Tenant Tips For Collecting A Security Deposit

This week’s question comes from Maria in Fairfield, who asks:

Q: “My mother rented an apartment on a month-to-month basis. She gave the landlord first month, last month and two month’s security, as required by the landlord. She and the apartment manager had a dispute concerning my brother and his wife, who came to stay for several days. They were noisy and upset other tenants. My mom felt harassed by the manager’s complaints and more. My mom told the manager that she was going to move out. She gave 30 days’ notice. She moved out before the 30 days and tried to schedule a walkthrough to get her deposit back. The manager said my mother could come back and clean the apartment and get her remaining items. The manager then changed her position and told my mom she could not come back in to clean or get her things. She also said that she would not give my mother back her security deposit because there was a lot of damage. That’s not true.”

A: Maria, thank you for raising this important issue of security deposits. It is one I have touched on before, but your question provides the opportunity to do so again. California Civil Code Section 1950.5 governs the grounds under which security deposits may be collected, held, retained and returned. “Security” means any payment, fee, deposit or charge that is imposed at the beginning of the tenancy for these reasons: to reimburse the landlord for costs associated with processing of a new tenant; that is imposed as an advance payment of rent; to compensate the landlord for non-payment of rent; to repair damages to the premises, exclusive of ordinary wear and tear; and/or for cleaning of the premises upon termination of the tenancy necessary to return the unit to the same level of cleanliness it was in at the beginning of the tenancy.

Section 1950.5 states a landlord may not demand or receive security in an amount or value more than an amount equal to two months’ rent in the case of unfurnished residential property, and an amount equal to three months’ rent in the case of furnished residential property. This is in addition to any rent for the first month paid on or before initial occupancy. Therefore, the collection of four months rent in advance of moving in was unlawful.

California Civil Code also requires that the landlord hold the security deposit for the benefit of the tenant. Within a reasonable time after notification of either party’s intention to terminate the tenancy, or before the end of the lease term, the landlord shall notify the tenant in writing of his or her option to request an initial inspection and of his or her right to be present at the inspection. Pursuant to law, at a reasonable time, but no earlier than two weeks before the termination or the end of lease date, the landlord, or an agent of the landlord, shall, upon the request of the tenant, make an initial inspection of the premises prior to any final inspection the landlord makes after the tenant has vacated the premises. The purpose of the initial inspection shall be to allow the tenant an opportunity to remedy identified deficiencies, in order to avoid deductions from the security. The landlord shall give at least 48 hours prior written notice of the date and time of the inspection if either a mutual time is agreed upon, or if a mutually agreed time cannot be scheduled but the tenant still wishes an inspection.

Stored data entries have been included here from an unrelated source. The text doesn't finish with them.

//! Layout showing two facing pages at a time.

use super::{draw_page, zoomed, PreviewLayout, HORIZONTAL_SPACING, VERTICAL_SPACING};
use crate::adorner::PageAdorner;
use crate::geometry::{Color, Point, Rect, Size};
use crate::page::PageRef;
use crate::surface::DrawSurface;
use crate::visibility::PageVisibility;

/// Shows one pair of facing pages; navigation moves two pages at a time.
/// A trailing odd page is shown alone on the left side.
pub struct FacingLayout {
    horizontal_spacing: i32,
    vertical_spacing: i32,
    /// Left page of the currently shown pair; always even.
    current_page: usize,
}

impl FacingLayout {
    pub fn new() -> Self {
        Self {
            horizontal_spacing: HORIZONTAL_SPACING,
            vertical_spacing: VERTICAL_SPACING,
            current_page: 0,
        }
    }

    pub fn current_page(&self) -> usize {
        self.current_page
    }

    fn h_spacing(&self, zoom: f32) -> i32 {
        zoomed(self.horizontal_spacing, zoom)
    }

    fn v_spacing(&self, zoom: f32) -> i32 {
        zoomed(self.vertical_spacing, zoom)
    }

    /// Width and height of the pair starting at `left` (or of the lone
    /// trailing page, reserving room for a missing right-hand page).
    fn pair_extent(&self, left: usize, sizes: &[Size], zoom: f32) -> Size {
        if left + 1 < sizes.len() {
            Size::new(
                sizes[left].width + sizes[left + 1].width + 2 * self.h_spacing(zoom),
                sizes[left].height.max(sizes[left + 1].height),
            )
        } else {
            Size::new(
                2 * (sizes[left].width + self.h_spacing(zoom)),
                sizes[left].height,
            )
        }
    }
}

impl Default for FacingLayout {
    fn default() -> Self {
        Self::new()
    }
}

impl PreviewLayout for FacingLayout {
    fn needed_space(&self, zoom: f32, nominal: &[Size]) -> Size {
        if nominal.is_empty() {
            return Size::ZERO;
        }
        let sizes = self.page_sizes(zoom, nominal);
        let left = self.current_page.min(sizes.len() - 1);
        let extent = self.pair_extent(left, &sizes, zoom);
        // the half-spacing gap allowance only applies between two pages
        let width = if left + 1 < sizes.len() {
            extent.width + self.h_spacing(zoom) / 2
        } else {
            extent.width
        };
        Size::new(width, 2 * self.v_spacing(zoom) + extent.height)
    }

    fn view_element_size(&self, zoom: f32, page_index: usize, nominal: &[Size]) -> Size {
        if nominal.is_empty() {
            return Size::ZERO;
        }
        let sizes = self.page_sizes(zoom, nominal);
        let left = (page_index / 2 * 2).min(sizes.len() - 1);
        let extent = self.pair_extent(left, &sizes, zoom);
        Size::new(extent.width, 2 * self.v_spacing(zoom) + extent.height)
    }

    fn visible_pages(
        &self,
        _viewport: Size,
        _zoom: f32,
        _nominal: &[Size],
        _scroll: Point,
        page_count: usize,
    ) -> Vec<PageVisibility> {
        let mut visible = Vec::with_capacity(2);
        if self.current_page < page_count {
            visible.push(PageVisibility::new(self.current_page, 1.0));
        }
        if self.current_page + 1 < page_count {
            visible.push(PageVisibility::new(self.current_page + 1, 1.0));
        }
        visible
    }

    fn draw(
        &self,
        surface: &mut dyn DrawSurface,
        background: Color,
        target: Rect,
        zoom: f32,
        nominal: &[Size],
        scroll: Point,
        pages: &[PageRef],
        adorner: Option<&dyn PageAdorner>,
    ) {
        if self.current_page >= pages.len() {
            return;
        }
        let sizes = self.page_sizes(zoom, nominal);
        let left = self.current_page;
        let extent = self.pair_extent(left, &sizes, zoom);

        let px = if extent.width + 10 <= target.width {
            // center pages horizontally (enough room)
            (target.width - extent.width) / 2
        } else {
            self.h_spacing(zoom) - scroll.x
        };
        let py_center = if extent.height + 10 <= target.height {
            // center pages vertically (enough room)
            target.y + target.height / 2
        } else {
            self.v_spacing(zoom) - scroll.y + extent.height / 2
        };

        draw_page(
            surface,
            background,
            left + 1,
            zoom,
            Rect::new(
                px,
                py_center - sizes[left].height / 2,
                sizes[left].width,
                sizes[left].height,
            ),
            &pages[left],
            adorner,
        );

        if left + 1 < pages.len() {
            draw_page(
                surface,
                background,
                left + 2,
                zoom,
                Rect::new(
                    px + sizes[left].width + self.h_spacing(zoom),
                    py_center - sizes[left + 1].height / 2,
                    sizes[left + 1].width,
                    sizes[left + 1].height,
                ),
                &pages[left + 1],
                adorner,
            );
        }
    }

    fn ensure_visible(
        &mut self,
        _viewport: Size,
        zoom: f32,
        nominal: &[Size],
        page_index: usize,
    ) -> Point {
        self.current_page = page_index / 2 * 2;
        let left_width = nominal
            .get(self.current_page)
            .map(|size| size.scaled(zoom).width)
            .unwrap_or(0);
        // requesting the right-hand page scrolls past the left one
        let sx = (page_index % 2) as i32 * left_width + self.h_spacing(zoom);
        Point::new(sx, 0)
    }

    fn view_element_count(&self, page_count: usize) -> usize {
        page_count / 2 + page_count % 2
    }

    fn view_element_index(&self, page_index: usize) -> usize {
        page_index / 2
    }

    fn next_view_element(&self, page_index: usize) -> usize {
        page_index / 2 * 2 + 2
    }

    fn previous_view_element(&self, page_index: usize) -> usize {
        (page_index / 2 * 2).saturating_sub(2)
    }
}

#[cfg(test)]
mod tests {
    use super::*;

    fn sizes(n: usize) -> Vec<Size> {
        vec![Size::new(800, 1000); n]
    }

    #[test]
    fn both_pages_of_the_pair_are_visible() {
        let mut layout = FacingLayout::new();
        layout.ensure_visible(Size::new(900, 800), 1.0, &sizes(5), 2);

        let visible = layout.visible_pages(Size::new(900, 800), 1.0, &sizes(5), Point::ZERO, 5);
        let indices: Vec<usize> = visible.iter().map(|pv| pv.page_index).collect();
        assert_eq!(indices, vec![2, 3]);
    }

    #[test]
    fn trailing_odd_page_is_shown_alone() {
        let mut layout = FacingLayout::new();
        layout.ensure_visible(Size::new(900, 800), 1.0, &sizes(5), 4);

        let visible = layout.visible_pages(Size::new(900, 800), 1.0, &sizes(5), Point::ZERO, 5);
        assert_eq!(visible.len(), 1);
        assert_eq!(visible[0].page_index, 4);
    }

    #[test]
    fn ensure_visible_snaps_to_the_left_page() {
        let mut layout = FacingLayout::new();
        layout.ensure_visible(Size::new(900, 800), 1.0, &sizes(6), 3);
        assert_eq!(layout.current_page(), 2);
    }

    #[test]
    fn lone_page_canvas_has_no_pair_gap_allowance() {
        let mut layout = FacingLayout::new();

        layout.ensure_visible(Size::new(900, 800), 1.0, &sizes(5), 0);
        assert_eq!(layout.needed_space(1.0, &sizes(5)), Size::new(1650, 1080));

        layout.ensure_visible(Size::new(900, 800), 1.0, &sizes(5), 4);
        assert_eq!(layout.needed_space(1.0, &sizes(5)), Size::new(1640, 1080));
    }

    #[test]
    fn element_arithmetic_pairs_pages() {
        let layout = FacingLayout::new();
        assert_eq!(layout.view_element_count(6), 3);
        assert_eq!(layout.view_element_count(5), 3);
        assert_eq!(layout.view_element_index(0), 0);
        assert_eq!(layout.view_element_index(1), 0);
        assert_eq!(layout.view_element_index(4), 2);
        assert_eq!(layout.next_view_element(1), 2);
        assert_eq!(layout.previous_view_element(4), 2);
        assert_eq!(layout.previous_view_element(1), 0);
    }
}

After the pre-departure inspection, the landlord shall give the tenant an itemized statement specifying repairs or cleanings that are proposed to be the basis of any deductions from the security the landlord intends to make. The tenant shall have the opportunity during the period following the initial inspection until termination of the tenancy to remedy identified deficiencies.

No later than 21 calendar days after the tenant has vacated the premises the landlord shall furnish the tenant, by personal delivery or by first-class mail, postage prepaid, a copy of an itemized statement indicating the basis for, and the amount of, any security received and the disposition of the security, and shall return any remaining portion of the security to the tenant. Along with the itemized statement, the landlord shall also include copies of documents showing charges incurred and deducted by the landlord to repair or clean the premises. If the landlord or landlord’s employee did not do the work, the landlord shall provide the tenant a copy of the bill, invoice or receipt supplied by the person or entity performing the work. The itemized statement shall provide the tenant with the name, address and telephone number of the person or entity, if the bill, invoice or receipt does not include that information.

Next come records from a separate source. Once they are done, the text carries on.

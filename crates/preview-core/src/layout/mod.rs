//! Interchangeable page-arrangement strategies.
//!
//! A layout positions pages inside a zoomable, scrollable canvas and answers
//! all geometry questions the display orchestrator has: how big the canvas
//! must be, which pages intersect the viewport, and where a given page lives.
//! Layouts never own pages; the only mutable state a layout may carry is its
//! navigation cursor (the "current page" of the single and facing layouts),
//! which is updated through `ensure_visible`.

mod continuous;
mod continuous_facing;
mod facing;
mod single;

pub use continuous::ContinuousLayout;
pub use continuous_facing::ContinuousFacingLayout;
pub use facing::FacingLayout;
pub use single::SinglePageLayout;

use crate::adorner::PageAdorner;
use crate::geometry::{Color, Point, Rect, Size};
use crate::page::PageRef;
use crate::surface::DrawSurface;
use crate::visibility::PageVisibility;

/// Horizontal spacing between pages at 100 % zoom, in device pixels.
pub const HORIZONTAL_SPACING: i32 = 20;
/// Vertical spacing between pages at 100 % zoom, in device pixels.
pub const VERTICAL_SPACING: i32 = 40;

/// Arranges preview pages.
///
/// All coordinates are device pixels at the given zoom level. `nominal` is
/// the per-page size table at 100 % zoom; `page_count` may be smaller than
/// `nominal.len()` while a document is still loading.
pub trait PreviewLayout {
    /// Per-page sizes at `zoom`, truncated to device pixels.
    fn page_sizes(&self, zoom: f32, nominal: &[Size]) -> Vec<Size> {
        nominal.iter().map(|size| size.scaled(zoom)).collect()
    }

    /// Total scrollable canvas extent needed at `zoom`, for scrollbar ranging.
    fn needed_space(&self, zoom: f32, nominal: &[Size]) -> Size;

    /// Size of the view element containing `page_index`, including spacing.
    fn view_element_size(&self, zoom: f32, page_index: usize, nominal: &[Size]) -> Size;

    /// Pages intersecting the viewport and the fraction of each page's
    /// height that falls inside it.
    fn visible_pages(
        &self,
        viewport: Size,
        zoom: f32,
        nominal: &[Size],
        scroll: Point,
        page_count: usize,
    ) -> Vec<PageVisibility>;

    /// Position and draw every visible page into `target`.
    #[allow(clippy::too_many_arguments)]
    fn draw(
        &self,
        surface: &mut dyn DrawSurface,
        background: Color,
        target: Rect,
        zoom: f32,
        nominal: &[Size],
        scroll: Point,
        pages: &[PageRef],
        adorner: Option<&dyn PageAdorner>,
    );

    /// Scroll offset that brings `page_index` into view. Updates the
    /// layout's navigation cursor where one exists.
    fn ensure_visible(
        &mut self,
        viewport: Size,
        zoom: f32,
        nominal: &[Size],
        page_index: usize,
    ) -> Point;

    /// Number of view elements for a document of `page_count` pages.
    fn view_element_count(&self, page_count: usize) -> usize;

    /// Index of the view element containing `page_index`.
    fn view_element_index(&self, page_index: usize) -> usize;

    /// First page of the view element after the one containing `page_index`.
    /// May exceed the last page; callers clamp to `page_count - 1`.
    fn next_view_element(&self, page_index: usize) -> usize;

    /// First page of the view element before the one containing `page_index`.
    fn previous_view_element(&self, page_index: usize) -> usize;
}

pub(crate) fn zoomed(value: i32, zoom: f32) -> i32 {
    (value as f32 * zoom) as i32
}

/// White page fill and page content, sandwiched between the adorner hooks.
pub(crate) fn draw_page(
    surface: &mut dyn DrawSurface,
    background: Color,
    page_number: usize,
    zoom: f32,
    rect: Rect,
    page: &PageRef,
    adorner: Option<&dyn PageAdorner>,
) {
    if let Some(adorner) = adorner {
        adorner.draw_pre_page(surface, background, page_number, zoom, rect);
    }
    surface.fill_rect(rect, Color::WHITE);
    page.draw(surface, rect);
    if let Some(adorner) = adorner {
        adorner.draw_post_page(surface, background, page_number, zoom, rect);
    }
}

/// Fraction of a page's height visible in a viewport of `viewport_height`,
/// given the page's y position (may be negative when scrolled past).
pub(crate) fn visible_fraction(page_y: i32, page_height: i32, viewport_height: i32) -> f32 {
    if page_height <= 0 {
        return 0.0;
    }
    let visible = (page_y + page_height).min(viewport_height) - page_y.max(0);
    visible.max(0) as f32 / page_height as f32
}

#[cfg(test)]
mod tests {
    use super::*;
    use crate::adorner::CompoundAdorner;
    use crate::test_support::{stub_pages, DrawCall, RecordingSurface};

    struct MarkerAdorner {
        pre: Color,
        post: Color,
    }

    impl PageAdorner for MarkerAdorner {
        fn draw_pre_page(
            &self,
            surface: &mut dyn DrawSurface,
            _backdrop: Color,
            _page_number: usize,
            _zoom: f32,
            page_rect: Rect,
        ) {
            surface.stroke_rect(page_rect, self.pre);
        }

        fn draw_post_page(
            &self,
            surface: &mut dyn DrawSurface,
            _backdrop: Color,
            _page_number: usize,
            _zoom: f32,
            page_rect: Rect,
        ) {
            surface.stroke_rect(page_rect, self.post);
        }
    }

    #[test]
    fn adorner_hooks_sandwich_the_page_content_in_registration_order() {
        let adorner = CompoundAdorner::new(vec![
            Box::new(MarkerAdorner {
                pre: Color::rgb(1, 0, 0),
                post: Color::rgb(2, 0, 0),
            }),
            Box::new(MarkerAdorner {
                pre: Color::rgb(3, 0, 0),
                post: Color::rgb(4, 0, 0),
            }),
        ]);
        let pages = stub_pages(1, Size::new(100, 200));
        let rect = Rect::new(10, 20, 100, 200);

        let mut surface = RecordingSurface::new();
        draw_page(&mut surface, Color::GRAY, 1, 1.0, rect, &pages[0], Some(&adorner));

        assert_eq!(
            surface.calls,
            vec![
                DrawCall::StrokeRect(rect, Color::rgb(1, 0, 0)),
                DrawCall::StrokeRect(rect, Color::rgb(3, 0, 0)),
                DrawCall::FillRect(rect, Color::WHITE),
                DrawCall::Raster(rect),
                DrawCall::StrokeRect(rect, Color::rgb(2, 0, 0)),
                DrawCall::StrokeRect(rect, Color::rgb(4, 0, 0)),
            ]
        );
    }

    #[test]
    fn page_content_draws_without_an_adorner() {
        let pages = stub_pages(1, Size::new(100, 200));
        let rect = Rect::new(0, 0, 100, 200);

        let mut surface = RecordingSurface::new();
        draw_page(&mut surface, Color::GRAY, 1, 1.0, rect, &pages[0], None);

        assert_eq!(
            surface.calls,
            vec![
                DrawCall::FillRect(rect, Color::WHITE),
                DrawCall::Raster(rect),
            ]
        );
    }

    #[test]
    fn visible_fraction_clamps_to_viewport() {
        // fully inside
        assert_eq!(visible_fraction(10, 100, 500), 1.0);
        // half scrolled off the top
        assert_eq!(visible_fraction(-50, 100, 500), 0.5);
        // half off the bottom
        assert_eq!(visible_fraction(450, 100, 500), 0.5);
        // entirely outside
        assert_eq!(visible_fraction(600, 100, 500), 0.0);
    }
}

If, within the statutory 21-calendar-day period, the landlord fails to provide the tenant with the requisite written accounting of the portion of the security deposit to be retained, the landlord must return the entire deposit to the tenant.

The bad-faith claim or retention by a landlord or the landlord’s successors in interest of the security or any portion thereof in violation of this section, or the bad-faith demand of replacement security, may subject the landlord to statutory damages of up to twice the amount of the security, in addition to actual damages.

In short, the landlord should return the excess security deposit charged and, since he/she denied an inspection, all the remaining security deposit. I suggest that you provide this article to the landlord with a request for a full refund. If that does not work, I suggest that you find yourself a good trial lawyer with expertise in matters of landlord tenant law.